Nationalité : France
Né(e) à : Paris , 1431
Mort(e) : 1463
Biographie :

François de Montcorbier dit Villon est un poète français de la fin du Moyen Âge. Il est probablement l'auteur français le plus connu de cette période.

Écolier de l’Université, maître de la faculté des Arts dès 21 ans, il a d’abord mené une vie joyeuse d’étudiant indiscipliné au Quartier Latin. À 24 ans, il tue un prêtre dans une rixe et s’enfuit de Paris. Amnistié, il doit de nouveau s’exiler un an plus tard après le cambriolage du collège de Navarre. Accueilli à la cour de Charles d’Orléans, il échoue à y mener une carrière. Il entame alors une vie d'errance et de misère sur les routes.
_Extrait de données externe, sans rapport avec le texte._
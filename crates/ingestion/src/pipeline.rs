//! Ingestion Pipeline main entry

use std::collections::HashMap;
use std::sync::Arc;

use async_channel::Receiver;
use contracts::SourceConfig;
use tracing::{debug, info, instrument};

use crate::adapter::MeasurementSource;
use crate::backpressure::{batch_channel, BatchSender, MeasurementBatch};
use crate::config::{BackpressureConfig, IngestionMetrics};
use crate::error::{IngestionError, Result};
use crate::simulated::SimulatedSource;

/// Ingestion Pipeline
///
/// Manages multiple measurement sources and merges their batches into one
/// channel.
pub struct IngestionPipeline {
    sources: HashMap<String, Box<dyn MeasurementSource>>,
    metrics: Arc<IngestionMetrics>,
    tx: BatchSender,
    rx: Option<Receiver<MeasurementBatch>>,
}

impl IngestionPipeline {
    /// Create a pipeline with a channel of `channel_capacity` batches
    pub fn new(channel_capacity: usize) -> Self {
        Self::with_config(BackpressureConfig {
            channel_capacity,
            ..Default::default()
        })
    }

    /// Create with custom backpressure configuration
    pub fn with_config(config: BackpressureConfig) -> Self {
        let (tx, rx) = batch_channel(config.channel_capacity, config.drop_policy);

        Self {
            sources: HashMap::new(),
            metrics: Arc::new(IngestionMetrics::new()),
            tx,
            rx: Some(rx),
        }
    }

    /// Build a pipeline with one simulated source per configuration entry.
    ///
    /// `late_delay` sets how old injected late samples are.
    pub fn from_sources(
        configs: &[SourceConfig],
        backpressure: BackpressureConfig,
        late_delay: std::time::Duration,
    ) -> Result<Self> {
        let mut pipeline = Self::with_config(backpressure);
        for config in configs {
            let source = SimulatedSource::new(config.clone())?.with_late_delay(late_delay);
            pipeline.register_source(Box::new(source))?;
        }
        Ok(pipeline)
    }

    /// Register a source
    #[instrument(name = "ingestion_register_source", skip(self, source), fields(source = %source.name()))]
    pub fn register_source(&mut self, source: Box<dyn MeasurementSource>) -> Result<()> {
        let name = source.name().to_string();
        if self.sources.contains_key(&name) {
            return Err(IngestionError::DuplicateSource { source_name: name });
        }
        debug!(signals = source.signal_count(), "registered measurement source");
        self.sources.insert(name, source);
        Ok(())
    }

    /// Start all registered sources
    #[instrument(name = "ingestion_start_all", skip(self))]
    pub fn start_all(&self) {
        info!(count = self.sources.len(), "starting all measurement sources");
        for (name, source) in &self.sources {
            if !source.is_running() {
                debug!(source = %name, "starting source");
                source.start(self.tx.clone(), Arc::clone(&self.metrics));
            }
        }
    }

    /// Stop all sources
    #[instrument(name = "ingestion_stop_all", skip(self))]
    pub fn stop_all(&self) {
        info!(count = self.sources.len(), "stopping all measurement sources");
        for (name, source) in &self.sources {
            if source.is_running() {
                debug!(source = %name, "stopping source");
                source.stop();
            }
        }
    }

    /// Get the batch receiver
    ///
    /// Note: Can only be called once, subsequent calls return None
    pub fn take_receiver(&mut self) -> Option<Receiver<MeasurementBatch>> {
        self.rx.take()
    }

    pub fn metrics(&self) -> Arc<IngestionMetrics> {
        Arc::clone(&self.metrics)
    }

    pub fn source_count(&self) -> usize {
        self.sources.len()
    }

    /// Signals across all sources
    pub fn signal_count(&self) -> usize {
        self.sources.values().map(|s| s.signal_count()).sum()
    }

    pub fn is_source_running(&self, name: &str) -> bool {
        self.sources
            .get(name)
            .map(|s| s.is_running())
            .unwrap_or(false)
    }
}

impl Drop for IngestionPipeline {
    fn drop(&mut self) {
        self.stop_all();
    }
}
Emprisonné à Meung-sur-Loire puis libéré à l’avènement de Louis XI, il revient à Paris après six ans d’absence. De nouveau arrêté dans une rixe, il est condamné à être pendu. Après appel, le jugement est modifié, et il sera banni pour dix ans de la ville. Il a 31 ans. On perd alors totalement sa trace.

Villon connaît une célébrité immédiate. Le Lais, un long poème d’écolier, et le Testament, son œuvre maîtresse, sont édités dès 1489. Il devient la « légende Villon » allant du farceur escroc au poète maudit (comme pour les romantiques).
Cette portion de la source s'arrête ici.